Oh yes, there were definitely low points during this project. One that stands out to me specifically was this one Friday afternoon where I presented at lab meeting. At the time, I only had a little bit of preliminary data. One of the members of the lab asked me a series of questions about resistance: How many different drug doses had I tried? Could I just give a lot and kill them all? What dose of drug is relevant for patients? What about drug resistance? Was I really interested in? All reasonable questions to ask. However, this was really overwhelming to a first-year graduate student because it made me realize that I didn’t have a clearly defined project that I was working on yet. There were just so many different questions that I didn’t know where to start.

Ultimately, with Arjun’s guidance, I came to realize that this was part of the process of figuring out what my thesis project would be, and the vagueness of our ideas at this time was a great thing because it left me open to find a problem that I found really interesting.

At another point in working on this: I remember that we were clearly conceptually stuck. We had identified the rare cells, but it wasn’t clear how to find out if these were the same cells that become resistant to drug. I had an entire lab meeting where we discussed this concern and came to the conclusion that, without some connection between the cells in this state and resistance, the work would be very speculative, which felt unsatisfying to me. Unfortunately, there wasn’t a quick fix to this problem. We just ended up trying a whole bunch of different ideas and eventually one of our strategies worked out.

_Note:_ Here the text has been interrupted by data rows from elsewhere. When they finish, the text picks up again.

//! Mutex-guarded archive handle for concurrent evaluators.

use super::epsilon_box::EpsilonBoxArchive;
use super::types::{AddOutcome, Archive};
use crate::error::{MoeaError, MoeaResult};
use crate::solution::Solution;
use std::sync::{Arc, Mutex, MutexGuard};

/// Cloneable handle to an archive shared between threads.
///
/// Every operation takes the lock for its whole duration, so the
/// compare-then-mutate sequence of [`Archive::try_add`] never interleaves
/// with another add. Clones refer to the same archive.
///
/// # Example
///
/// ```
/// use u_moea::archive::{EpsilonBoxArchive, SharedArchive};
/// use u_moea::solution::{Epsilons, Solution};
///
/// let shared = SharedArchive::new(EpsilonBoxArchive::new(Epsilons::uniform(0.1).unwrap()));
/// std::thread::scope(|scope| {
///     for t in 0..4 {
///         let handle = shared.clone();
///         scope.spawn(move || {
///             let x = t as f64;
///             handle.add(Solution::from_objectives([x, 3.0 - x])).unwrap();
///         });
///     }
/// });
/// assert_eq!(shared.len().unwrap(), 4);
/// ```
#[derive(Debug)]
pub struct SharedArchive<A: Archive = EpsilonBoxArchive> {
    inner: Arc<Mutex<A>>,
}

impl<A: Archive> Clone for SharedArchive<A> {
    fn clone(&self) -> Self {
        Self {
            inner: Arc::clone(&self.inner),
        }
    }
}

impl<A: Archive> SharedArchive<A> {
    /// Wraps `archive`.
    pub fn new(archive: A) -> Self {
        Self {
            inner: Arc::new(Mutex::new(archive)),
        }
    }

    fn lock(&self) -> MoeaResult<MutexGuard<'_, A>> {
        self.inner.lock().map_err(|_| {
            tracing::error!("shared archive lock poisoned");
            MoeaError::LockPoisoned
        })
    }

    /// Offers `solution` under the lock.
    ///
    /// # Errors
    ///
    /// [`MoeaError::LockPoisoned`] if another thread panicked while holding
    /// the lock, or any error of the wrapped archive's `try_add`.
    pub fn add(&self, solution: Solution) -> MoeaResult<AddOutcome> {
        self.lock()?.try_add(solution)
    }

    /// Number of retained solutions.
    pub fn len(&self) -> MoeaResult<usize> {
        Ok(self.lock()?.len())
    }

    /// Returns `true` if nothing is retained.
    pub fn is_empty(&self) -> MoeaResult<bool> {
        Ok(self.lock()?.is_empty())
    }

    /// Copies the retained solutions out of the archive.
    pub fn snapshot(&self) -> MoeaResult<Vec<Solution>> {
        Ok(self.lock()?.solutions().to_vec())
    }

    /// Runs `f` with exclusive access to the archive.
    pub fn with<R>(&self, f: impl FnOnce(&mut A) -> R) -> MoeaResult<R> {
        let mut guard = self.lock()?;
        Ok(f(&mut guard))
    }

    /// Returns the archive if this is the last handle, otherwise gives the
    /// handle back as `Ok(Err(handle))`.
    ///
    /// # Errors
    ///
    /// [`MoeaError::LockPoisoned`] if this is the last handle but another
    /// thread panicked while holding the lock. The archive may be half
    /// updated and is dropped.
    pub fn try_unwrap(self) -> MoeaResult<Result<A, Self>> {
        match Arc::try_unwrap(self.inner) {
            Ok(mutex) => mutex.into_inner().map(Ok).map_err(|_| {
                tracing::error!("shared archive lock poisoned");
                MoeaError::LockPoisoned
            }),
            Err(inner) => Ok(Err(Self { inner })),
        }
    }
}
//! Ranking utilities: non-dominated sorting, crowding distance, and
//! rank-and-crowding survivor selection (NSGA-II machinery).
//!
//! All functions take solutions by slice and return side tables indexed by
//! position in that slice. Solutions are never annotated in place.
//!
//! # Algorithms
//!
//! - [`non_dominated_sort`]: Fast non-dominated sorting (Deb et al., 2002)
//! - [`crowding_distance`] / [`front_crowding_distance`]: Density estimate
//!   for diversity preservation
//! - [`truncate`]: Elitist truncation by rank, then crowding distance
//! - [`Selection`]: Crowded tournament parent selection
//!
//! # References
//!
//! - Deb et al. (2002), "A Fast and Elitist Multiobjective Genetic Algorithm: NSGA-II"
//! - IEEE Transactions on Evolutionary Computation, 6(2), 182-197

mod crowding;
mod non_dominated_sort;
mod selection;
mod truncation;

pub use crowding::{crowding_distance, front_crowding_distance};
pub use non_dominated_sort::{check_dimensions, non_dominated_sort, NondominatedSortResult};
pub use selection::{crowded_compare, Selection};
pub use truncation::{assign_rank_and_crowding, truncate, Ranked};
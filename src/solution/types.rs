//! Solution representation and the [`Evaluated`] view.

#[cfg(feature = "serde")]
use serde::{Deserialize, Serialize};

/// Read-only view of an evaluated candidate.
///
/// All objectives are **minimized**. Constraint values are violation
/// magnitudes: a candidate is feasible iff every value is exactly zero.
///
/// Implemented for [`Solution`], plain objective vectors (`Vec<f64>`,
/// `[f64]`, `[f64; N]`) which are treated as unconstrained, and for
/// references to any implementor.
pub trait Evaluated {
    /// Objective values, one per objective.
    fn objectives(&self) -> &[f64];

    /// Constraint-violation magnitudes. Unconstrained by default.
    fn constraints(&self) -> &[f64] {
        &[]
    }

    /// Number of objectives.
    fn objective_count(&self) -> usize {
        self.objectives().len()
    }

    /// Returns `true` if every constraint value is exactly zero.
    fn is_feasible(&self) -> bool {
        self.constraints().iter().all(|&c| c == 0.0)
    }

    /// Sum of absolute constraint violations.
    fn total_violation(&self) -> f64 {
        self.constraints().iter().map(|c| c.abs()).sum()
    }
}

impl Evaluated for [f64] {
    fn objectives(&self) -> &[f64] {
        self
    }
}

impl Evaluated for Vec<f64> {
    fn objectives(&self) -> &[f64] {
        self
    }
}

impl<const N: usize> Evaluated for [f64; N] {
    fn objectives(&self) -> &[f64] {
        self
    }
}

impl<T: Evaluated + ?Sized> Evaluated for &T {
    fn objectives(&self) -> &[f64] {
        (**self).objectives()
    }

    fn constraints(&self) -> &[f64] {
        (**self).constraints()
    }
}

/// A single decision-variable value.
///
/// The engine carries variables through archives and exports but never
/// reads them; encodings and variation operators live with the caller.
#[derive(Debug, Clone, PartialEq)]
#[cfg_attr(feature = "serde", derive(Serialize, Deserialize))]
pub enum Variable {
    /// Real value within `[lower, upper]`.
    Real { value: f64, lower: f64, upper: f64 },

    /// Integer value within `[lower, upper]`.
    Integer { value: i64, lower: i64, upper: i64 },

    /// Ordering of `0..n`.
    Permutation(Vec<usize>),

    /// Members chosen from `0..universe`, with `min_size..=max_size` members.
    /// A fixed-size subset has `min_size == max_size`.
    Subset {
        members: Vec<usize>,
        universe: usize,
        min_size: usize,
        max_size: usize,
    },

    /// Bit vector.
    Binary(Vec<bool>),
}

impl Variable {
    /// Short name of the encoding, for reports.
    pub fn kind(&self) -> &'static str {
        match self {
            Variable::Real { .. } => "real",
            Variable::Integer { .. } => "integer",
            Variable::Permutation(_) => "permutation",
            Variable::Subset { .. } => "subset",
            Variable::Binary(_) => "binary",
        }
    }
}

/// An evaluated candidate solution.
///
/// Created once per evaluation by the caller's evaluator. The objective and
/// constraint vectors are fixed at construction; clones are fully
/// independent, so archives can keep solutions across generations.
///
/// Per-algorithm annotations such as rank or crowding distance are not
/// stored here. They are returned as side tables by
/// [`ranking`](crate::ranking) functions.
///
/// # Example
///
/// ```
/// use u_moea::solution::{Evaluated, Solution, Variable};
///
/// let s = Solution::new(
///     vec![Variable::Real { value: 0.5, lower: 0.0, upper: 1.0 }],
///     vec![1.0, 2.0],
///     vec![0.0, 0.25],
/// );
/// assert_eq!(s.objective_count(), 2);
/// assert!(!s.is_feasible());
/// assert_eq!(s.total_violation(), 0.25);
/// ```
#[derive(Debug, Clone, PartialEq)]
#[cfg_attr(feature = "serde", derive(Serialize, Deserialize))]
pub struct Solution {
    variables: Vec<Variable>,
    objectives: Vec<f64>,
    constraints: Vec<f64>,
}

impl Solution {
    /// Creates a solution from fully evaluated parts.
    pub fn new(variables: Vec<Variable>, objectives: Vec<f64>, constraints: Vec<f64>) -> Self {
        Self {
            variables,
            objectives,
            constraints,
        }
    }

    /// Creates an unconstrained solution with no variables.
    ///
    /// Mostly useful for tests and for archiving reference points.
    pub fn from_objectives(objectives: impl Into<Vec<f64>>) -> Self {
        Self::new(Vec::new(), objectives.into(), Vec::new())
    }

    /// Replaces the constraint vector. Intended for construction chains.
    pub fn with_constraints(mut self, constraints: impl Into<Vec<f64>>) -> Self {
        self.constraints = constraints.into();
        self
    }

    /// Replaces the variable vector. Intended for construction chains.
    pub fn with_variables(mut self, variables: Vec<Variable>) -> Self {
        self.variables = variables;
        self
    }

    /// Decision variables.
    pub fn variables(&self) -> &[Variable] {
        &self.variables
    }

    /// Number of decision variables.
    pub fn variable_count(&self) -> usize {
        self.variables.len()
    }

    /// Number of constraints.
    pub fn constraint_count(&self) -> usize {
        self.constraints.len()
    }
}

impl Evaluated for Solution {
    fn objectives(&self) -> &[f64] {
        &self.objectives
    }

    fn constraints(&self) -> &[f64] {
        &self.constraints
    }
}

Were there any funny moments that stand out to you?

Yeah! I was 40 weeks pregnant as we were finishing off our first submission of the paper! As my due date passed, I was really feeling the pressure to finish everything. Each day, I was coming into lab and just hoping I wouldn’t go into labor yet! Actually, the members of our lab had placed bets on when the baby would be born. Fortunately, those who bet on a late arrival ended up winning, and we submitted the paper the day before my daughter, Julien, was born. I was actually still at the hospital when I got the e-mail that the paper went to review.

So even though it might seem like this project is checked off the list with a kick-ass publication, there are probably a bunch of unfinished ideas you have. So,what are you working on next? Will this project ever be “done?”

For sure. The list of unfinished ideas is very long, and some of the questions that came from this work are now being pursued by other people in the lab. Right now, I’m working on ways of measuring the length of time that individual cells remain in these different cell states.